Is there an instruction limitation for a cuda-function ?

I have the following problem:

My renderer works fine as it is now, but if I only add one more (even senseless) line in the source, it seems to be not executed at all :(

I cant paste the complete source as it is too big…

The main cuda render-function has about 400 lines - and I cant continue development as it wont execute if I only add one more line.

(I get a black screen and the framerate bumps up)

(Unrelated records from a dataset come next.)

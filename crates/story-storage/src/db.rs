//! RocksDB wrapper for the story item store.
//!
//! Provides:
//! - Database open with column family setup
//! - Versioned item writes with an atomic latest-version pointer
//! - Paged lookback scans returning only eligible items
//! - Batched reads of the persisted clustering

use std::collections::HashMap;
use std::path::Path;

use rocksdb::{Direction, IteratorMode, Options, WriteBatch, DB};
use serde::{Deserialize, Serialize};
use tracing::{debug, info, instrument};

use story_types::{Item, PersistedAssignment, PersistedClusterId, PersistedClusterMeta};

use crate::column_families::{
    build_cf_descriptors, CF_ASSIGNMENTS, CF_ITEMS, CF_ITEM_LATEST, CF_PERSISTED_CLUSTERS,
};
use crate::error::StorageError;
use crate::keys::{AssignmentKey, ItemKey, LatestKey, PersistedClusterKey};

/// Pointer from a logical post to its newest stored version.
#[derive(Debug, Clone, Serialize, Deserialize)]
struct LatestPointer {
    item_id: String,
    version: u32,
}

/// One page of a lookback scan.
#[derive(Debug, Default)]
pub struct ItemScan {
    /// Eligible items in key order
    pub items: Vec<Item>,
    /// Key to resume after; `None` once the scan is exhausted
    pub next_cursor: Option<String>,
    /// Raw entries visited, including ineligible ones
    pub scanned: usize,
}

/// Main storage interface for the item store
pub struct Storage {
    db: DB,
}

impl Storage {
    /// Open storage at the given path, creating if necessary
    pub fn open(path: &Path) -> Result<Self, StorageError> {
        info!("Opening storage at {:?}", path);

        let mut db_opts = Options::default();
        db_opts.create_if_missing(true);
        db_opts.create_missing_column_families(true);
        db_opts.set_max_background_jobs(4);

        let cf_descriptors = build_cf_descriptors();
        let db = DB::open_cf_descriptors(&db_opts, path, cf_descriptors)?;

        Ok(Self { db })
    }

    fn cf(&self, name: &str) -> Result<&rocksdb::ColumnFamily, StorageError> {
        self.db
            .cf_handle(name)
            .ok_or_else(|| StorageError::ColumnFamilyNotFound(name.to_string()))
    }

    // ==================== Item Methods ====================

    /// Store an item version.
    ///
    /// The latest-version pointer for the item's logical post moves to this
    /// item when its version is at least the currently recorded one. Both
    /// writes land in one batch.
    #[instrument(skip(self, item), fields(item_id = %item.id))]
    pub fn put_item(&self, item: &Item) -> Result<ItemKey, StorageError> {
        let items_cf = self.cf(CF_ITEMS)?;
        let latest_cf = self.cf(CF_ITEM_LATEST)?;

        let key = ItemKey::new(item.timestamp_ms(), item.id.clone());
        let latest_key = LatestKey::new(item.external_id.clone());

        let mut batch = WriteBatch::default();
        batch.put_cf(items_cf, key.to_bytes(), item.to_bytes()?);

        let current: Option<LatestPointer> = match self.db.get_cf(latest_cf, latest_key.to_bytes())? {
            Some(bytes) => Some(serde_json::from_slice(&bytes)?),
            None => None,
        };
        let advance = current.map_or(true, |p| item.version >= p.version);
        if advance {
            let pointer = LatestPointer {
                item_id: item.id.clone(),
                version: item.version,
            };
            batch.put_cf(latest_cf, latest_key.to_bytes(), serde_json::to_vec(&pointer)?);
        }

        self.db.write(batch)?;
        debug!(advance, version = item.version, "Stored item");
        Ok(key)
    }

    /// Get an item version by timestamp and id.
    pub fn get_item(&self, key: &ItemKey) -> Result<Option<Item>, StorageError> {
        let items_cf = self.cf(CF_ITEMS)?;
        match self.db.get_cf(items_cf, key.to_bytes())? {
            Some(bytes) => Ok(Some(Item::from_bytes(&bytes)?)),
            None => Ok(None),
        }
    }

    /// Scan one page of eligible items at or after `since_ms`.
    ///
    /// Eligible means: newest version of its logical post, an original post
    /// (no retweet/reply/quote), embedding present and normalized text
    /// non-empty. `cursor` is the `next_cursor` of the previous page.
    #[instrument(skip(self))]
    pub fn get_items_page(
        &self,
        since_ms: i64,
        cursor: Option<&str>,
        limit: usize,
    ) -> Result<ItemScan, StorageError> {
        let items_cf = self.cf(CF_ITEMS)?;
        let latest_cf = self.cf(CF_ITEM_LATEST)?;

        let start = match cursor {
            Some(c) => c.as_bytes().to_vec(),
            None => ItemKey::prefix_start(since_ms),
        };

        let limit = limit.max(1);
        let mut scan = ItemScan::default();
        let mut last_key: Option<String> = None;
        let mut exhausted = true;

        let iter = self
            .db
            .iterator_cf(items_cf, IteratorMode::From(&start, Direction::Forward));

        for entry in iter {
            let (key, value) = entry?;
            if !key.starts_with(b"item:") {
                break;
            }
            // The cursor itself was returned on the previous page
            if cursor.is_some() && key.as_ref() == start.as_slice() {
                continue;
            }
            if scan.items.len() >= limit {
                exhausted = false;
                break;
            }

            scan.scanned += 1;
            let item = Item::from_bytes(&value)?;
            if item.is_eligible() && self.is_latest(latest_cf, &item)? {
                scan.items.push(item);
            }
            last_key = Some(String::from_utf8_lossy(&key).to_string());
        }

        scan.next_cursor = if exhausted { None } else { last_key };

        debug!(
            returned = scan.items.len(),
            scanned = scan.scanned,
            more = scan.next_cursor.is_some(),
            "Scanned item page"
        );
        Ok(scan)
    }

    fn is_latest(&self, latest_cf: &rocksdb::ColumnFamily, item: &Item) -> Result<bool, StorageError> {
        let key = LatestKey::new(item.external_id.clone());
        match self.db.get_cf(latest_cf, key.to_bytes())? {
            Some(bytes) => {
                let pointer: LatestPointer = serde_json::from_slice(&bytes)?;
                Ok(pointer.item_id == item.id)
            }
            None => Ok(true),
        }
    }

    // ==================== Persisted Clustering Methods ====================

    /// Record a persisted assignment.
    pub fn put_assignment(&self, assignment: &PersistedAssignment) -> Result<(), StorageError> {
        let cf = self.cf(CF_ASSIGNMENTS)?;
        let key = AssignmentKey::new(assignment.item_id.clone());
        self.db
            .put_cf(cf, key.to_bytes(), assignment.cluster_id.to_string().as_bytes())?;
        Ok(())
    }

    /// Record persisted cluster metadata.
    pub fn put_persisted_cluster(&self, meta: &PersistedClusterMeta) -> Result<(), StorageError> {
        let cf = self.cf(CF_PERSISTED_CLUSTERS)?;
        let key = PersistedClusterKey::new(meta.id);
        self.db.put_cf(cf, key.to_bytes(), serde_json::to_vec(meta)?)?;
        Ok(())
    }

    /// Look up persisted assignments for a batch of item ids.
    ///
    /// Unassigned items are absent from the result.
    #[instrument(skip(self, item_ids), fields(count = item_ids.len()))]
    pub fn get_assignments(
        &self,
        item_ids: &[String],
    ) -> Result<HashMap<String, PersistedClusterId>, StorageError> {
        let cf = self.cf(CF_ASSIGNMENTS)?;
        let keys: Vec<Vec<u8>> = item_ids
            .iter()
            .map(|id| AssignmentKey::new(id.clone()).to_bytes())
            .collect();

        let mut assignments = HashMap::new();
        let values = self.db.multi_get_cf(keys.iter().map(|k| (cf, k)));
        for (item_id, value) in item_ids.iter().zip(values) {
            if let Some(bytes) = value? {
                let text = String::from_utf8_lossy(&bytes);
                let cluster_id: PersistedClusterId = text.trim().parse().map_err(|e| {
                    StorageError::Serialization(format!(
                        "Invalid cluster id for {}: {}",
                        item_id, e
                    ))
                })?;
                assignments.insert(item_id.clone(), cluster_id);
            }
        }
        Ok(assignments)
    }

    /// Look up metadata for a batch of persisted cluster ids.
    ///
    /// Unknown ids are absent from the result.
    #[instrument(skip(self, cluster_ids), fields(count = cluster_ids.len()))]
    pub fn get_persisted_clusters(
        &self,
        cluster_ids: &[PersistedClusterId],
    ) -> Result<HashMap<PersistedClusterId, PersistedClusterMeta>, StorageError> {
        let cf = self.cf(CF_PERSISTED_CLUSTERS)?;
        let keys: Vec<Vec<u8>> = cluster_ids
            .iter()
            .map(|id| PersistedClusterKey::new(*id).to_bytes())
            .collect();

        let mut metas = HashMap::new();
        let values = self.db.multi_get_cf(keys.iter().map(|k| (cf, k)));
        for (cluster_id, value) in cluster_ids.iter().zip(values) {
            if let Some(bytes) = value? {
                let meta: PersistedClusterMeta = serde_json::from_slice(&bytes)?;
                metas.insert(*cluster_id, meta);
            }
        }
        Ok(metas)
    }

    // ===== Admin Operations =====

    /// Flush memtables to disk.
    pub fn flush(&self) -> Result<(), StorageError> {
        self.db.flush()?;
        Ok(())
    }

    /// Get database statistics.
    pub fn get_stats(&self) -> Result<StorageStats, StorageError> {
        Ok(StorageStats {
            item_count: self.count_cf_entries(self.cf(CF_ITEMS)?)?,
            logical_post_count: self.count_cf_entries(self.cf(CF_ITEM_LATEST)?)?,
            assignment_count: self.count_cf_entries(self.cf(CF_ASSIGNMENTS)?)?,
            persisted_cluster_count: self.count_cf_entries(self.cf(CF_PERSISTED_CLUSTERS)?)?,
            disk_usage_bytes: self.get_disk_usage(),
        })
    }

    fn count_cf_entries(&self, cf: &rocksdb::ColumnFamily) -> Result<u64, StorageError> {
        let mut count = 0u64;
        for item in self.db.iterator_cf(cf, IteratorMode::Start) {
            item?;
            count += 1;
        }
        Ok(count)
    }

    fn get_disk_usage(&self) -> u64 {
        std::fs::read_dir(self.db.path())
            .map(|entries| {
                entries
                    .flatten()
                    .filter_map(|e| e.metadata().ok())
                    .map(|m| m.len())
                    .sum()
            })
            .unwrap_or(0)
    }
}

Here an example modification that wont let it run:

(Actually I tested various things)

Version that runs OK :

unsigned int test_color1 = ...;

unsigned int color_final = test_color1;

Version that doesnt run at all:

int position_x = ...

int position_y = ...

...

unsigned int test_color1 = ...;

unsigned int test_color2 = ( position_x ^ position_z );

unsigned int color_final = test_color1^test_color2;

My system:

VS2005, WinXP SP2, Cuda1.1, GF8800GTS, Driver 6.14.11.6921 (2007/12/05),

CPU Pentium D 3.0Ghz, 1.0GB Ram, GF8800GTS

does anybody had a similar problem ?

cudaGetLastError() Gives me

“error :too many resources requested for launchtime:14”

CUT_CHECK_ERROR doesnt return an error.

Edit: Just found

http://forums.nvidia.com/index.php?act=ST&f=71&t=51905

perhaps its the solution

-Sven

yes, there is an instruction limitation of 2 million native instructions per kernel.

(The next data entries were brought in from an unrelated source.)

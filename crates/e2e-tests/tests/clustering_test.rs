//! End-to-end clustering tests for story-cluster.
//!
//! Covers the graph, component and filter stages over items loaded from
//! the RocksDB store.

use std::collections::HashSet;

use chrono::Duration;
use pretty_assertions::assert_eq;

use e2e_tests::{
    ingest_items, make_item, reference_now, seeded_settings, synthetic_items, TestHarness,
};
use story_cluster::{
    build_edges, normalize_clusters, ClusterFilter, SimilarityEdge, SimilarityGraph, Snapshot,
    VectorLoader,
};
use story_types::ClusteringSettings;

/// Four items with the pairwise similarities
/// AB 0.95, AC 0.40, BC 0.50, AD 0.10, BD 0.05, CD 0.90 at threshold 0.86.
#[test]
fn test_scenario_a_score_table() {
    let scores = [
        (0, 1, 0.95),
        (0, 2, 0.40),
        (1, 2, 0.50),
        (0, 3, 0.10),
        (1, 3, 0.05),
        (2, 3, 0.90),
    ];
    let edges: Vec<SimilarityEdge> = scores
        .iter()
        .filter(|(_, _, score)| *score >= 0.86)
        .map(|&(a, b, score)| SimilarityEdge { a, b, score })
        .collect();

    let graph = SimilarityGraph::from_edges(4, &edges);
    assert_eq!(graph.edge_count(), 2);
    assert_eq!(graph.connected_components(), vec![vec![0, 1], vec![2, 3]]);
}

#[tokio::test]
async fn test_scenario_a_through_pipeline() {
    let harness = TestHarness::new();
    ingest_items(
        &harness.storage,
        &[
            make_item("A", "ann", 4.0, "Markets rally on rate cut", vec![1.0, 0.0, 0.0, 0.0]),
            make_item("B", "ben", 3.0, "Markets rally after rate cut", vec![0.95, 0.3122, 0.0, 0.0]),
            make_item("C", "cat", 2.0, "Storm hits the coast", vec![0.0, 0.0, 1.0, 0.0]),
            make_item("D", "dan", 1.0, "Coastal storm damage", vec![0.0, 0.0, 0.9, 0.4359]),
        ],
    );

    let report = harness
        .pipeline(seeded_settings())
        .run_detailed(reference_now())
        .await
        .unwrap();

    let members: Vec<Vec<String>> = report.clusters.iter().map(|c| c.member_ids.clone()).collect();
    assert_eq!(members, vec![vec!["A", "B"], vec!["C", "D"]]);
    assert_eq!(report.clusters[0].id, 1);
    assert_eq!(report.clusters[1].id, 2);
}

/// Three near-identical items spread over ten days with a three-day span limit.
#[tokio::test]
async fn test_scenario_b_span_filter() {
    let harness = TestHarness::new();
    let now = reference_now();
    ingest_items(
        &harness.storage,
        &[
            make_item("x", "a", 0.0, "same story", vec![1.0, 0.0]),
            make_item("y", "b", 120.0, "same story", vec![0.999, 0.01]),
            make_item("z", "c", 240.0, "same story", vec![0.998, 0.02]),
        ],
    );

    // Ten days exceed the lookback cap, so load the window directly
    let items = VectorLoader::new(harness.source().as_ref(), 100)
        .load(now - Duration::days(11))
        .await
        .unwrap();
    let snapshot = Snapshot::build(items);
    assert_eq!(snapshot.len(), 3);

    let detection = harness.pipeline(seeded_settings()).detect(&snapshot, 0.86);
    assert_eq!(detection.edge_count, 3);
    assert!(detection.clusters.is_empty());

    let components =
        SimilarityGraph::from_edges(3, &build_edges(snapshot.vectors(), 0.86)).connected_components();
    let clusters = normalize_clusters(&snapshot, components, &ClusterFilter::new(2, 11.0));
    assert_eq!(clusters.len(), 1);
    assert_eq!(clusters[0].member_count(), 3);
}

#[tokio::test]
async fn test_partition_and_filters_on_synthetic_data() {
    let harness = TestHarness::new();
    ingest_items(&harness.storage, &synthetic_items(7, 5, 6, 20, 32, 20.0));

    let settings = ClusteringSettings {
        min_cluster_size: 3,
        max_day_span: 1.0,
        ..seeded_settings()
    };
    let report = harness
        .pipeline(settings)
        .run_detailed(reference_now())
        .await
        .unwrap();

    let mut seen = HashSet::new();
    for cluster in &report.clusters {
        assert!(cluster.member_count >= 3);
        assert!(cluster.span_hours / 24.0 <= 1.0);
        for id in &cluster.member_ids {
            assert!(seen.insert(id.clone()), "{} appears in two clusters", id);
        }
        if let Some(c) = cluster.coherence {
            assert!((0.0..=1.0).contains(&c));
        }
    }

    assert_eq!(report.summary.eligible_items, 50);
    assert_eq!(report.summary.cluster_count, 5);
    assert_eq!(report.summary.covered_items, 30);
    assert!(seen.iter().all(|id| id.starts_with('t')));

    let ids: Vec<u32> = report.clusters.iter().map(|c| c.id).collect();
    assert_eq!(ids, vec![1, 2, 3, 4, 5]);
    for pair in report.clusters.windows(2) {
        assert!(pair[0].earliest <= pair[1].earliest);
    }
}

#[tokio::test]
async fn test_superseded_and_ineligible_items_are_ignored() {
    let harness = TestHarness::new();
    let original = make_item("p1-v1", "ann", 2.0, "Launch delayed", vec![1.0, 0.0]);
    let mut updated = make_item("p1-v2", "ann", 1.5, "Launch delayed again", vec![1.0, 0.0]);
    updated.external_id = original.external_id.clone();
    updated.version = 1;
    let mut retweet = make_item("rt", "bob", 1.0, "Launch delayed", vec![1.0, 0.0]);
    retweet.is_retweet = true;
    let peer = make_item("p2", "cat", 1.0, "Launch delayed", vec![0.99, 0.01]);

    ingest_items(&harness.storage, &[original, updated, retweet, peer]);

    let report = harness
        .pipeline(seeded_settings())
        .run_detailed(reference_now())
        .await
        .unwrap();

    assert_eq!(report.summary.eligible_items, 2);
    assert_eq!(report.clusters.len(), 1);
    assert_eq!(report.clusters[0].member_ids, vec!["p1-v2", "p2"]);
}

#[tokio::test]
async fn test_small_pages_load_everything() {
    let harness = TestHarness::new();
    ingest_items(&harness.storage, &synthetic_items(3, 4, 5, 7, 16, 10.0));

    let settings = ClusteringSettings {
        page_size: 3,
        ..seeded_settings()
    };
    let snapshot = harness
        .pipeline(settings)
        .load_snapshot(reference_now())
        .await
        .unwrap();

    assert_eq!(snapshot.eligible_count(), 27);
    assert_eq!(snapshot.skipped(), 0);
    let ids: HashSet<&str> = snapshot.items().iter().map(|i| i.id.as_str()).collect();
    assert_eq!(ids.len(), 27);
}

(see the CUDA programming guide appendix A.1).

Normally that are more than enough instruction even for complicated calculations.

I think the link that you found refers more to your problem, than the stuff with the limitation of instructions.

Thank you for the quick answer.

Ok, I got the error: I ran out of registers.

(similar to the previous link)

128 threads * 66 regs > 8192

from the .obj file:

name = _Z10cudaRenderP6Render

lmem = 120

smem = 20

reg = 66

bar = 0

-Sven

I don’t think you can even exceed that instruction limit of 2 million. Believe me, I’ve tried :) Before you get that far you will get a segmentation fault in the compiler, because of too many virtual registers.